# [What is expected]
Could you copy each line of the listing that holds "Serialize"?

Segment Start: Available data

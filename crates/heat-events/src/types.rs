//! Event types persisted by the store.

use chrono::{DateTime, Utc};
use heat_analyzer::ThermalState;
use serde::{Deserialize, Serialize};
use uuid::Uuid;

/// A significant thermal event, one JSON line in the log.
#[derive(Debug, Clone, PartialEq, Serialize, Deserialize)]
pub struct ThermalEvent {
    /// Unique event id.
    pub id: Uuid,
    /// When the event occurred.
    pub timestamp: DateTime<Utc>,
    /// Event kind; for status changes this is the new state's name.
    #[serde(rename = "type")]
    pub kind: String,
    /// The thermal state entered.
    pub state: ThermalState,
    /// Human-readable details, typically the classification reason.
    pub details: String,
}

impl ThermalEvent {
    /// Creates a status-change event for the given new state.
    #[must_use]
    pub fn state_change(
        state: ThermalState,
        details: impl Into<String>,
        timestamp: DateTime<Utc>,
    ) -> Self {
        Self {
            id: Uuid::new_v4(),
            timestamp,
            kind: state.as_str().to_string(),
            state,
            details: details.into(),
        }
    }

    /// Returns true if this event recorded a throttling episode.
    #[must_use]
    pub fn is_throttling(&self) -> bool {
        self.state == ThermalState::Throttling
    }
}
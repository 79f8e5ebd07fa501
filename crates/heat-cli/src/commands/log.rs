//! Raw event log command implementation.

use std::io::Write;

use chrono::{DateTime, Utc};
use heat_events::EventStore;

use crate::cli::LogArgs;
use crate::error::CliError;
use crate::output::{EventList, EventView, OutputFormat};

/// Log command executor.
#[derive(Debug, Default)]
pub struct LogCommand;

impl LogCommand {
    /// Create a new log command.
    #[must_use]
    pub const fn new() -> Self {
        Self
    }

    /// Execute the log command against the wall clock.
    ///
    /// # Errors
    ///
    /// Returns an error if the store cannot be read or output fails.
    pub fn execute<W: Write>(
        &self,
        writer: &mut W,
        format: &OutputFormat,
        store: &EventStore,
        args: &LogArgs,
    ) -> Result<(), CliError> {
        self.execute_at(writer, format, store, args, Utc::now())
    }

    /// Execute the log command at an explicit reference time (the "today"
    /// filter compares calendar dates against it).
    ///
    /// # Errors
    ///
    /// Same failure modes as [`LogCommand::execute`].
    pub fn execute_at<W: Write>(
        &self,
        writer: &mut W,
        format: &OutputFormat,
        store: &EventStore,
        args: &LogArgs,
        now: DateTime<Utc>,
    ) -> Result<(), CliError> {
        let events = store.read_all()?;
        let events: Vec<EventView> = events
            .iter()
            .filter(|e| !args.today || e.timestamp.date_naive() == now.date_naive())
            .map(EventView::from)
            .collect();

        format.write(writer, &EventList { events })
    }
}
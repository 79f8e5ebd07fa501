//! Hysteresis state machine over the instantaneous classifier.
//!
//! Raw per-sample verdicts flap: one cool reading after a throttling episode
//! does not mean the host is healthy. The machine holds the current status
//! and the time of the last confirmed transition, routes every exit from
//! throttling through [`ThermalState::Recovery`], and keeps the machine
//! there for a minimum dwell time before normalcy is declared.
//!
//! The machine is a plain value with `&mut self` observation: it is owned
//! exclusively by its sampling loop and never shared across concurrent
//! callers, so it needs no locking. Single-shot queries build a fresh
//! default-initialized machine and observe exactly once.

use chrono::{DateTime, Utc};
use tracing::{debug, info};

use crate::classifier::classify;
use crate::thresholds::Thresholds;
use crate::types::{AnalysisResult, Confidence, Snapshot, ThermalState};

/// Reason reported when a throttling episode ends and verification begins.
pub const REASON_RECOVERY_ENTERED: &str = "temperature dropping, verifying stability";

/// Reason reported while the recovery dwell window is still open.
pub const REASON_RECOVERING: &str = "recovering";

/// Stateful thermal status tracker with time-gated transitions.
///
/// Dwell logic assumes observation times are monotonically non-decreasing;
/// feeding samples out of chronological order is undefined behavior for
/// dwell-time correctness.
#[derive(Debug, Clone)]
pub struct StateMachine {
    state: ThermalState,
    last_transition: DateTime<Utc>,
    thresholds: Thresholds,
}

impl StateMachine {
    /// Creates a machine in the initial state, anchored at the current time.
    #[must_use]
    pub fn new(thresholds: Thresholds) -> Self {
        Self::anchored_at(thresholds, Utc::now())
    }

    /// Creates a machine in the initial state, anchored at a specific time.
    #[must_use]
    pub fn anchored_at(thresholds: Thresholds, now: DateTime<Utc>) -> Self {
        Self {
            state: ThermalState::Normal,
            last_transition: now,
            thresholds,
        }
    }

    /// Returns the current status.
    #[must_use]
    pub const fn state(&self) -> ThermalState {
        self.state
    }

    /// Returns the time of the last confirmed transition.
    #[must_use]
    pub const fn last_transition(&self) -> DateTime<Utc> {
        self.last_transition
    }

    /// Returns the thresholds the machine was built with.
    #[must_use]
    pub const fn thresholds(&self) -> &Thresholds {
        &self.thresholds
    }

    /// Processes one sample against the wall clock.
    pub fn observe(&mut self, snapshot: &Snapshot) -> AnalysisResult {
        self.observe_at(snapshot, Utc::now())
    }

    /// Processes one sample at an explicit observation time.
    ///
    /// The injected clock keeps the dwell rules testable without real
    /// wall-clock delays.
    pub fn observe_at(&mut self, snapshot: &Snapshot, now: DateTime<Utc>) -> AnalysisResult {
        let verdict = classify(snapshot, &self.thresholds);
        let confidence = Confidence::grade(snapshot);

        debug!(
            current = %self.state,
            instant = %verdict.state,
            %confidence,
            "processing sample"
        );

        // A throttling episode never ends directly: any non-throttling
        // verdict routes through recovery first, overriding the verdict
        // for this cycle.
        if self.state == ThermalState::Throttling
            && matches!(verdict.state, ThermalState::Normal | ThermalState::HeatStress)
        {
            self.transition(ThermalState::Recovery, now);
            return self.result(REASON_RECOVERY_ENTERED, confidence, snapshot);
        }

        if self.state == ThermalState::Recovery {
            if !self.recovery_window_elapsed(now) {
                return self.result(REASON_RECOVERING, confidence, snapshot);
            }
            if verdict.state == ThermalState::Normal {
                self.transition(ThermalState::Normal, now);
            }
            // A heat-stress verdict after the window holds the machine in
            // recovery without restarting the dwell clock; only a normal or
            // throttling sample moves it on.
        }

        if verdict.state == ThermalState::Throttling {
            // Every throttling sample re-anchors the transition time.
            self.transition(ThermalState::Throttling, now);
        } else if self.state != ThermalState::Recovery && self.state != verdict.state {
            // Normal and heat-stress adopt the verdict directly, with no
            // dwell gate and without touching the transition time.
            info!(from = %self.state, to = %verdict.state, "thermal state change");
            self.state = verdict.state;
        }

        self.result(&verdict.reason, confidence, snapshot)
    }

    fn recovery_window_elapsed(&self, now: DateTime<Utc>) -> bool {
        let sustain = chrono::Duration::from_std(self.thresholds.recovery_sustain)
            .unwrap_or_else(|_| chrono::Duration::seconds(30));
        now >= self.last_transition + sustain
    }

    fn transition(&mut self, next: ThermalState, now: DateTime<Utc>) {
        if self.state != next {
            info!(from = %self.state, to = %next, "thermal state change");
        }
        self.state = next;
        self.last_transition = now;
    }

    fn result(
        &self,
        reason: &str,
        confidence: Confidence,
        snapshot: &Snapshot,
    ) -> AnalysisResult {
        AnalysisResult {
            state: self.state,
            reason: reason.to_string(),
            confidence,
            snapshot: snapshot.clone(),
        }
    }
}
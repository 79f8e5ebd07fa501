//! sysinfo-backed sensor acquisition.
//!
//! Each signal is read once per sample from the corresponding OS interface:
//! temperature from the hottest readable thermal component, current
//! frequency as the mean over logical CPUs, base frequency from the Linux
//! cpufreq sysfs entry, and load from the global CPU usage. A signal whose
//! read fails is left absent on the snapshot.

use chrono::Utc;
use heat_analyzer::Snapshot;
use sysinfo::{Components, CpuRefreshKind, RefreshKind, System};
use tracing::debug;

use crate::error::{Result, SensorError};
use crate::source::SnapshotSource;

/// cpufreq rated-frequency file, in kHz.
#[cfg(target_os = "linux")]
const CPUINFO_MAX_FREQ: &str = "/sys/devices/system/cpu/cpu0/cpufreq/cpuinfo_max_freq";

/// Snapshot source backed by the host's real sensors.
pub struct SystemSensors {
    sys: System,
    components: Components,
    primed: bool,
}

impl SystemSensors {
    /// Creates a sensor source for the local host.
    #[must_use]
    pub fn new() -> Self {
        Self {
            sys: System::new_with_specifics(
                RefreshKind::new().with_cpu(CpuRefreshKind::everything()),
            ),
            components: Components::new_with_refreshed_list(),
            primed: false,
        }
    }
}

impl Default for SystemSensors {
    fn default() -> Self {
        Self::new()
    }
}

impl SnapshotSource for SystemSensors {
    async fn sample(&mut self) -> Snapshot {
        // CPU usage is a delta between two refreshes; warm up once so the
        // first sample already carries a meaningful load reading.
        if !self.primed {
            self.sys.refresh_cpu_usage();
            tokio::time::sleep(sysinfo::MINIMUM_CPU_UPDATE_INTERVAL).await;
            self.primed = true;
        }
        self.sys.refresh_cpu();
        self.components.refresh();

        let mut snapshot = Snapshot::new(Utc::now());

        match read_temperature(&self.components) {
            Ok(temp_c) => snapshot = snapshot.with_temperature(temp_c),
            Err(err) => debug!(%err, "temperature not obtained"),
        }
        match read_frequency(&self.sys) {
            Ok(mhz) => snapshot = snapshot.with_frequency(mhz),
            Err(err) => debug!(%err, "frequency not obtained"),
        }
        match read_base_frequency() {
            Ok(mhz) => snapshot = snapshot.with_base_frequency(mhz),
            Err(err) => debug!(%err, "base frequency not obtained"),
        }
        match read_load(&self.sys) {
            Ok(percent) => snapshot = snapshot.with_load(percent),
            Err(err) => debug!(%err, "load not obtained"),
        }

        debug!(signals = snapshot.signal_count(), "captured snapshot");
        snapshot
    }
}

/// Hottest readable thermal component, the moral equivalent of taking the
/// maximum over ACPI thermal zones.
fn read_temperature(components: &Components) -> Result<f64> {
    components
        .list()
        .iter()
        .map(|c| f64::from(c.temperature()))
        .filter(|t| t.is_finite() && *t > 0.0)
        .fold(None, |hottest: Option<f64>, t| {
            Some(hottest.map_or(t, |h| h.max(t)))
        })
        .ok_or(SensorError::Unavailable {
            signal: "temperature",
        })
}

fn read_frequency(sys: &System) -> Result<u32> {
    let cpus = sys.cpus();
    if cpus.is_empty() {
        return Err(SensorError::Unavailable {
            signal: "frequency",
        });
    }
    let sum: u64 = cpus.iter().map(sysinfo::Cpu::frequency).sum();
    let mean = sum / cpus.len() as u64;
    if mean == 0 {
        return Err(SensorError::Unavailable {
            signal: "frequency",
        });
    }
    Ok(mean as u32)
}

#[cfg(target_os = "linux")]
fn read_base_frequency() -> Result<u32> {
    let raw = std::fs::read_to_string(CPUINFO_MAX_FREQ)?;
    parse_khz(raw.trim())
}

#[cfg(not(target_os = "linux"))]
fn read_base_frequency() -> Result<u32> {
    Err(SensorError::Unavailable {
        signal: "base_frequency",
    })
}

/// Parses a cpufreq kHz value into MHz.
#[cfg(any(target_os = "linux", test))]
fn parse_khz(raw: &str) -> Result<u32> {
    let khz: u64 = raw.parse().map_err(|_| SensorError::Parse {
        value: raw.to_string(),
    })?;
    let mhz = khz / 1000;
    if mhz == 0 {
        return Err(SensorError::Unavailable {
            signal: "base_frequency",
        });
    }
    Ok(mhz as u32)
}

fn read_load(sys: &System) -> Result<f64> {
    if sys.cpus().is_empty() {
        return Err(SensorError::Unavailable { signal: "load" });
    }
    let usage = f64::from(sys.global_cpu_info().cpu_usage());
    if !usage.is_finite() {
        return Err(SensorError::Unavailable { signal: "load" });
    }
    Ok(usage.clamp(0.0, 100.0))
}

#[cfg(test)]
mod tests {
    use super::*;
    use heat_analyzer::Signal;

    mod parse_tests {
        use super::*;

        #[test]
        fn parses_khz_to_mhz() {
            assert_eq!(parse_khz("3000000").unwrap(), 3000);
            assert_eq!(parse_khz("2400000").unwrap(), 2400);
        }

        #[test]
        fn rejects_garbage() {
            assert!(matches!(
                parse_khz("not-a-number"),
                Err(SensorError::Parse { .. })
            ));
        }

        #[test]
        fn rejects_sub_mhz_values() {
            assert!(matches!(
                parse_khz("500"),
                Err(SensorError::Unavailable { .. })
            ));
        }
    }

    mod sample_tests {
        use super::*;

        #[tokio::test]
        async fn sample_is_internally_consistent() {
            let mut sensors = SystemSensors::new();
            let snapshot = sensors.sample().await;

            // Whatever was obtainable on this host must be plausible;
            // everything else must be absent rather than zero-present.
            if snapshot.has(Signal::Frequency) {
                assert!(snapshot.freq_mhz > 0);
            }
            if snapshot.has(Signal::BaseFrequency) {
                assert!(snapshot.base_freq_mhz > 0);
            }
            if snapshot.has(Signal::Load) {
                assert!((0.0..=100.0).contains(&snapshot.load_percent));
            }
        }
    }
}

Segment End: Available data

# [Completed task]
use serde::{Deserialize, Serialize};
#[derive(Debug, Clone, PartialEq, Serialize, Deserialize)]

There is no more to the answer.